To provide this access layer safely and protect their users’ social data from attacks, many containers use security implementations such as OAuth. Many of the most popular social networking containers—including Facebook, YAP, iGoogle, Orkut, MySpace, and others—currently implement OAuth in some capacity.
Leveraging a container’s social features can help developers extend their reach far beyond the silo of the container itself and build out a rich social graph for their web applications or sites immediately, instead of having to build their own custom relevant graph during their website’s inception.

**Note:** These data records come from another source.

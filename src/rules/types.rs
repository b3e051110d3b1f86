// Author: Eshan Roy
// SPDX-License-Identifier: MIT

//! The fixed set of commit types.

use serde::{Deserialize, Serialize};
use std::collections::BTreeMap;

/// Commit type definition.
#[derive(Debug, Clone, Copy, PartialEq, Eq, Hash, Serialize, Deserialize)]
#[serde(rename_all = "lowercase")]
pub enum CommitType {
    Feat,
    Fix,
    Docs,
    Refactor,
    Perf,
    Test,
    Build,
    Ci,
    Chore,
    Revert,
}

impl CommitType {
    /// Get the string representation of the commit type.
    pub fn as_str(&self) -> &'static str {
        match self {
            CommitType::Feat => "feat",
            CommitType::Fix => "fix",
            CommitType::Docs => "docs",
            CommitType::Refactor => "refactor",
            CommitType::Perf => "perf",
            CommitType::Test => "test",
            CommitType::Build => "build",
            CommitType::Ci => "ci",
            CommitType::Chore => "chore",
            CommitType::Revert => "revert",
        }
    }

    /// Get a description of the commit type.
    pub fn description(&self) -> &'static str {
        match self {
            CommitType::Feat => "A new feature",
            CommitType::Fix => "A bug fix",
            CommitType::Docs => "Documentation only changes",
            CommitType::Refactor => "A code change that neither fixes a bug nor adds a feature",
            CommitType::Perf => "A code change that improves performance",
            CommitType::Test => "Adding missing tests or correcting existing tests",
            CommitType::Build => "Changes that affect the build system or external dependencies",
            CommitType::Ci => "Changes to our CI configuration files and scripts",
            CommitType::Chore => "Other changes that don’t modify src or test files",
            CommitType::Revert => "Reverts a previous commit",
        }
    }

    /// Get all commit types.
    pub fn all() -> &'static [CommitType] {
        &[
            CommitType::Feat,
            CommitType::Fix,
            CommitType::Docs,
            CommitType::Refactor,
            CommitType::Perf,
            CommitType::Test,
            CommitType::Build,
            CommitType::Ci,
            CommitType::Chore,
            CommitType::Revert,
        ]
    }
}

impl std::str::FromStr for CommitType {
    type Err = ();

    fn from_str(s: &str) -> Result<Self, Self::Err> {
        CommitType::all()
            .iter()
            .copied()
            .find(|t| t.as_str() == s)
            .ok_or(())
    }
}

impl std::fmt::Display for CommitType {
    fn fmt(&self, f: &mut std::fmt::Formatter<'_>) -> std::fmt::Result {
        write!(f, "{}", self.as_str())
    }
}

/// Build the `TYPES` mapping: type name to description.
pub fn type_rules() -> BTreeMap<String, String> {
    CommitType::all()
        .iter()
        .map(|t| (t.as_str().to_string(), t.description().to_string()))
        .collect()
}
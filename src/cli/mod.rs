// Author: Eshan Roy
// SPDX-License-Identifier: MIT

//! CLI module for scopekit.
//!
//! This module handles command-line argument parsing and command dispatch.

pub mod args;
mod dispatch;
mod output;

pub use args::{Cli, Commands};
pub use dispatch::run;
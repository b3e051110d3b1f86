// Author: Eshan Roy
// SPDX-License-Identifier: MIT

//! Text and JSON rendering for command output.

use crate::rules::{RuleSet, ScopeMap};
use crate::workspace::ProjectMap;
use console::style;
use std::collections::BTreeMap;

/// Shown in place of the empty scope name.
const EMPTY_SCOPE_LABEL: &str = "(none)";

/// Render the whole rule set as text.
pub fn rule_set_text(rules: &RuleSet) -> String {
    let mut output = format!(
        "{} {}\n{} {}\n",
        style("MIN_LENGTH").bold(),
        rules.min_length,
        style("MAX_LENGTH").bold(),
        rules.max_length
    );

    output.push('\n');
    output.push_str(&types_text(&rules.types));
    output.push('\n');
    output.push_str(&scopes_text(&rules.scopes));
    output
}

/// Render commit types as an aligned list.
pub fn types_text(types: &BTreeMap<String, String>) -> String {
    let rows: Vec<(&str, &str)> = types.iter().map(|(k, v)| (k.as_str(), v.as_str())).collect();
    section("Types", &rows)
}

/// Render scopes as an aligned list.
pub fn scopes_text(scopes: &ScopeMap) -> String {
    let rows: Vec<(&str, &str)> = scopes
        .iter()
        .map(|(name, desc)| {
            if name.is_empty() {
                (EMPTY_SCOPE_LABEL, desc)
            } else {
                (name, desc)
            }
        })
        .collect();
    section("Scopes", &rows)
}

/// Render discovered projects as an aligned list.
pub fn projects_text(projects: &ProjectMap) -> String {
    if projects.is_empty() {
        return format!("{}\n", style("No projects found").dim());
    }

    let roots: Vec<(String, String)> = projects
        .values()
        .map(|p| {
            let root = match p.kind {
                Some(kind) => format!("{} ({})", p.root_display(), kind.as_str()),
                None => p.root_display(),
            };
            (p.name.clone(), root)
        })
        .collect();
    let rows: Vec<(&str, &str)> = roots
        .iter()
        .map(|(n, r)| (n.as_str(), r.as_str()))
        .collect();
    section("Projects", &rows)
}

fn section(title: &str, rows: &[(&str, &str)]) -> String {
    let width = rows
        .iter()
        .map(|(name, _)| name.chars().count())
        .max()
        .unwrap_or(0);

    let mut output = format!("{}\n", style(title).bold().underlined());
    for (name, value) in rows {
        let padding = " ".repeat(width - name.chars().count());
        output.push_str(&format!(
            "  {}{}  {}\n",
            style(name).cyan(),
            padding,
            value
        ));
    }
    output
}

/// Pretty-print any serializable value as JSON.
pub fn json<T: serde::Serialize>(value: &T) -> String {
    serde_json::to_string_pretty(value).unwrap_or_default()
}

In addition to being able to capture social information from a container off-site, developers can use other technologies to allow users to sign in to a website using the username and password login structure of the container. One open source technology that allows developers to implement such a login structure is called OpenID (Open Identification). By not requiring users to create a new login for your particular site, you can help further socialize your web-based application and decrease the amount of drop-off during the registration process. Once a user logs in using OpenID, the site can then implement a facility to allow users to customize their profiles.
Combining these two technologies (OpenID and OAuth) into a sort of hybrid authorization process, developers can construct a login structure to prevent drop-off during registration (OpenID) and then use the container’s social URI endpoints to prepopulate a user’s profile and leverage whatever rich social data the container provides (OAuth).
We will discuss the implementations of OAuth and OpenID in the context of an off-site application or website in later chapters.